From 3ac38354bcc9e1c0ef1e809da39a2881e3d9f09f Mon Sep 17 00:00:00 2001
From: Franck Dary <franck.dary@lis-lab.fr>
Date: Sun, 14 Jun 2020 17:12:57 +0200
Subject: [PATCH] Added special tokens for number and url. Dict tries lowercase
 before outputing unknownValue

---
 common/include/Dict.hpp |  2 ++
 common/include/util.hpp |  3 +++
 common/src/Dict.cpp     | 17 +++++++++++++++++
 common/src/util.cpp     | 20 ++++++++++++++++++++
 4 files changed, 42 insertions(+)

diff --git a/common/include/Dict.hpp b/common/include/Dict.hpp
index 6d3f27a..32571b3 100644
--- a/common/include/Dict.hpp
+++ b/common/include/Dict.hpp
@@ -19,6 +19,8 @@ class Dict
   static constexpr char const * nullValueStr = "__nullValue__";
   static constexpr char const * emptyValueStr = "__emptyValue__";
   static constexpr char const * separatorValueStr = "__separatorValue__";
+  static constexpr char const * numberValueStr = "__numberValue__";
+  static constexpr char const * urlValueStr = "__urlValue__";
   static constexpr std::size_t maxEntrySize = 5000;
 
   private :
diff --git a/common/include/util.hpp b/common/include/util.hpp
index e0fcf2a..90056c7 100644
--- a/common/include/util.hpp
+++ b/common/include/util.hpp
@@ -43,6 +43,9 @@ bool isIllegal(utf8char c);
 
 bool isUppercase(utf8char c);
 
+bool isUrl(const std::string & s);
+bool isNumber(const std::string & s);
+
 std::string getTime();
 
 template <typename T>
diff --git a/common/src/Dict.cpp b/common/src/Dict.cpp
index 12d7bff..cdf09df 100644
--- a/common/src/Dict.cpp
+++ b/common/src/Dict.cpp
@@ -7,6 +7,8 @@ Dict::Dict(State state)
   insert(unknownValueStr);
   insert(nullValueStr);
   insert(emptyValueStr);
+  insert(numberValueStr);
+  insert(urlValueStr);
 }
 
 Dict::Dict(const char * filename, State state)

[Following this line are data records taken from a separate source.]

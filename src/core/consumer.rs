//! Consumer pipeline: batches of events in, one versioned commit out.
//!
//! For every event the pipeline interprets the payload, retracts the
//! uid's prior documents and inserts the new ones, tagging each with the
//! uid. A batch ends in exactly one commit stamped with the last version
//! seen. If anything fails mid-batch, the writer is rolled back so none
//! of the batch's mutations can ride along with a later commit. The
//! rollback also drops mutations left pending by earlier unversioned
//! batches; their count is reported on the returned error.

use crate::core::error::{ConsumeError, IngestError};
use crate::core::indexable::{Analyzer, Indexable, Interpreter, MutationRequest};
use crate::core::storage::IndexWriterHandle;
use crate::core::types::{BatchOutcome, DataEvent, VersionToken, WriterState};
use std::marker::PhantomData;
use std::sync::Arc;
use std::time::Instant;
use tantivy::schema::Field;
use tantivy::TantivyDocument;

/// Ingestion-side contract
pub trait DataConsumer<D> {
    /// Apply one batch of events
    fn consume(&mut self, events: &[DataEvent<D>]) -> Result<(), ConsumeError>;
}

/// Sequential ingestion pipeline over a shared writer handle
///
/// Batches must not be consumed concurrently against the same writer;
/// `&mut self` keeps a single pipeline sequential, and callers running
/// several pipelines over one writer must serialize them.
pub struct ConsumerPipeline<D, I> {
    writer: Arc<IndexWriterHandle>,
    interpreter: I,
    default_analyzer: Analyzer,
    _payload: PhantomData<fn(&D)>,
}

impl<D, I> ConsumerPipeline<D, I>
where
    I: Interpreter<D>,
{
    pub fn new(writer: Arc<IndexWriterHandle>, interpreter: I) -> Self {
        Self {
            writer,
            interpreter,
            default_analyzer: Analyzer::default(),
            _payload: PhantomData,
        }
    }

    /// Analyzer for requests without an override
    pub fn with_default_analyzer(mut self, analyzer: Analyzer) -> Self {
        self.default_analyzer = analyzer;
        self
    }

    pub fn default_analyzer(&self) -> &Analyzer {
        &self.default_analyzer
    }

    pub fn writer(&self) -> &Arc<IndexWriterHandle> {
        &self.writer
    }

    /// Apply one batch and report what it did
    pub fn consume_batch(&mut self, events: &[DataEvent<D>]) -> Result<BatchOutcome, ConsumeError> {
        let start = Instant::now();
        let batch_len = events.len();

        let state = self.writer.state();
        if state != WriterState::Started {
            return Err(ConsumeError::new(
                batch_len,
                None,
                IngestError::NotStarted(state),
            ));
        }

        if events.is_empty() {
            tracing::trace!("Empty batch; nothing to do");
            return Ok(BatchOutcome::default());
        }

        // Pending work from earlier unversioned batches shares this batch's fate
        let carried = self.writer.pending_mutations();

        let uid_field = self
            .writer
            .uid_field()
            .map_err(|e| ConsumeError::new(batch_len, None, e))?;

        let mut outcome = BatchOutcome {
            events: batch_len,
            ..BatchOutcome::default()
        };
        let mut version: Option<&VersionToken> = None;

        for (idx, event) in events.iter().enumerate() {
            let indexable = self.interpreter.interpret(&event.payload);
            if let Some(v) = &event.version {
                version = Some(v);
            }

            if indexable.is_skip() {
                tracing::trace!("Skipping event {} (uid {})", idx, indexable.uid());
                outcome.skipped += 1;
                continue;
            }

            if let Err(e) = self.apply(uid_field, indexable, &mut outcome) {
                return Err(self.abort(batch_len, Some(idx), carried, e));
            }
        }

        match version {
            Some(version) => match self.writer.commit(version) {
                Ok(record) => outcome.committed_version = Some(record.version),
                Err(e) => return Err(self.abort(batch_len, None, carried, e)),
            },
            None => {
                tracing::warn!(
                    "Batch of {} events carried no version; {} mutations left pending",
                    batch_len,
                    self.writer.pending_mutations()
                );
            }
        }

        outcome.duration_ms = start.elapsed().as_millis() as u64;

        tracing::info!(
            "Batch consumed: {} events ({} skipped), {} retracted, {} inserted, \
             version {} in {}ms",
            outcome.events,
            outcome.skipped,
            outcome.retracted,
            outcome.inserted,
            outcome
                .committed_version
                .as_ref()
                .map(VersionToken::as_str)
                .unwrap_or("-"),
            outcome.duration_ms
        );

        Ok(outcome)
    }

    /// Retract the uid, then insert each request tagged with it
    fn apply(
        &self,
        uid_field: Field,
        indexable: Indexable,
        outcome: &mut BatchOutcome,
    ) -> Result<(), IngestError> {
        let uid = indexable.uid().to_string();

        self.writer.retract(&uid)?;
        outcome.retracted += 1;

        for MutationRequest { fields, analyzer } in indexable.into_requests() {
            let doc = tag_with_uid(fields, uid_field, &uid);
            let analyzer = analyzer.as_ref().unwrap_or(&self.default_analyzer);

            self.writer.insert_document(doc, analyzer)?;
            outcome.inserted += 1;
        }

        tracing::debug!("Applied uid {}", uid);
        Ok(())
    }

    fn abort(
        &self,
        batch_len: usize,
        event_index: Option<usize>,
        carried: usize,
        source: IngestError,
    ) -> ConsumeError {
        tracing::error!(
            "Batch of {} events aborted{}: {}",
            batch_len,
            event_index
                .map(|idx| format!(" at event {idx}"))
                .unwrap_or_default(),
            source
        );

        if let Err(e) = self.writer.rollback() {
            tracing::error!("Failed to roll back aborted batch: {}", e);
        }

        if carried > 0 {
            tracing::warn!(
                "Rollback discarded {} pending mutations from earlier unversioned batches",
                carried
            );
        }

        ConsumeError::new(batch_len, event_index, source).with_discarded_pending(carried)
    }
}

impl<D, I> DataConsumer<D> for ConsumerPipeline<D, I>
where
    I: Interpreter<D>,
{
    fn consume(&mut self, events: &[DataEvent<D>]) -> Result<(), ConsumeError> {
        self.consume_batch(events).map(|_| ())
    }
}

/// Inject the uid, dropping any caller-supplied value for the field
fn tag_with_uid(fields: TantivyDocument, uid_field: Field, uid: &str) -> TantivyDocument {
    let mut doc = if fields.get_first(uid_field).is_some() {
        tracing::warn!("Dropping caller-supplied identity field for uid {}", uid);
        let mut stripped = TantivyDocument::default();
        for field_value in fields.field_values() {
            if field_value.field() != uid_field {
                stripped.add_field_value(field_value.field(), field_value.value().clone());
            }
        }
        stripped
    } else {
        fields
    };

    doc.add_text(uid_field, uid);
    doc
}
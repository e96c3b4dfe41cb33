//! Where nrt-ingest keeps its config file and index on disk.
//!
//! Each directory is looked up in three places: the tool's own
//! `NRT_INGEST_*_DIR` variable (used verbatim), the matching `XDG_*_HOME`
//! variable (with `nrt-ingest` appended), then the home-relative XDG
//! default. Empty variables count as unset.

use std::env;
use std::fs;
use std::path::{Path, PathBuf};

const APP_DIR: &str = "nrt-ingest";

/// Resolved config and data directories
#[derive(Debug, Clone)]
pub struct XdgDirs {
    pub config_dir: PathBuf,
    pub data_dir: PathBuf,
}

impl XdgDirs {
    pub fn new() -> Self {
        Self {
            config_dir: resolve("NRT_INGEST_CONFIG_DIR", "XDG_CONFIG_HOME", &[".config"]),
            data_dir: resolve("NRT_INGEST_DATA_DIR", "XDG_DATA_HOME", &[".local", "share"]),
        }
    }

    /// `config.toml` inside the config directory
    pub fn config_file(&self) -> PathBuf {
        self.config_dir.join("config.toml")
    }

    /// Default index location under the data directory
    pub fn index_dir(&self) -> PathBuf {
        self.data_dir.join("index")
    }

    pub fn ensure_dirs_exist(&self) -> std::io::Result<()> {
        for dir in [&self.config_dir, &self.data_dir] {
            fs::create_dir_all(dir)?;
        }
        Ok(())
    }

    pub fn log_paths(&self) {
        tracing::info!(
            "Using config {} and index {}",
            self.config_file().display(),
            self.index_dir().display()
        );
        tracing::debug!(
            "Directories: config={}, data={}",
            self.config_dir.display(),
            self.data_dir.display()
        );
    }
}

impl Default for XdgDirs {
    fn default() -> Self {
        Self::new()
    }
}

fn resolve(explicit_var: &str, xdg_var: &str, home_relative: &[&str]) -> PathBuf {
    if let Some(dir) = non_empty_var(explicit_var) {
        return PathBuf::from(dir);
    }
    if let Some(base) = non_empty_var(xdg_var) {
        return Path::new(&base).join(APP_DIR);
    }

    let mut dir = dirs::home_dir().unwrap_or_else(|| PathBuf::from("."));
    dir.extend(home_relative);
    dir.join(APP_DIR)
}

fn non_empty_var(name: &str) -> Option<String> {
    env::var(name).ok().filter(|value| !value.is_empty())
}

@@ -76,6 +78,12 @@ int Dict::getIndexOrInsert(const std::string & element)
   if (element.size() == 1 and util::isSeparator(util::utf8char(element)))
     return getIndexOrInsert(separatorValueStr);
 
+  if (util::isNumber(element))
+    return getIndexOrInsert(numberValueStr);
+
+  if (util::isUrl(element))
+    return getIndexOrInsert(urlValueStr);
+
   const auto & found = elementsToIndexes.find(element);
 
   if (found == elementsToIndexes.end())
@@ -87,6 +95,15 @@ int Dict::getIndexOrInsert(const std::string & element)
         nbOccs[elementsToIndexes[element]]++;
       return elementsToIndexes[element];
     }
+
+    const auto & found2 = elementsToIndexes.find(util::lower(element));
+    if (found2 != elementsToIndexes.end())
+    {
+      if (isCountingOccs)
+        nbOccs[found2->second]++;
+      return found2->second;   
+    }
+
     if (isCountingOccs)
       nbOccs[elementsToIndexes[unknownValueStr]]++;
     return elementsToIndexes[unknownValueStr];
diff --git a/common/src/util.cpp b/common/src/util.cpp
index 5d2be74..dd9a982 100644
--- a/common/src/util.cpp
+++ b/common/src/util.cpp
@@ -25,6 +25,26 @@ bool util::isIllegal(utf8char c)
   return c == '\n' || c == '\t';
 }
 
+bool util::isNumber(const std::string & s)
+{
+  static std::map<utf8char, bool> digits{{"0",true},{"1",true},{"2",true},{"3",true},{"4",true},{"5",true},{"6",true},{"7",true},{"8",true},{"9",true},};
+  utf8string asUtf8 = splitAsUtf8(s);
+  bool hasDigit = false;
+
+  for (auto & c : asUtf8)
+    if (digits.count(c))
+      hasDigit = true;
+    else if (lower2upper.count(c) or upper2lower.count(c))
+      return false;
+
+  return hasDigit;
+}
+
+bool util::isUrl(const std::string & s)
+{
+  return s.size() >= 4 and s[0] == 'h' and s[1] == 't' and s[2] == 't' and s[3] == 'p';
+}
+
 std::vector<std::string> util::split(std::string_view remaining, char delimiter)
 {
   std::vector<std::string> result;
-- 
GitLab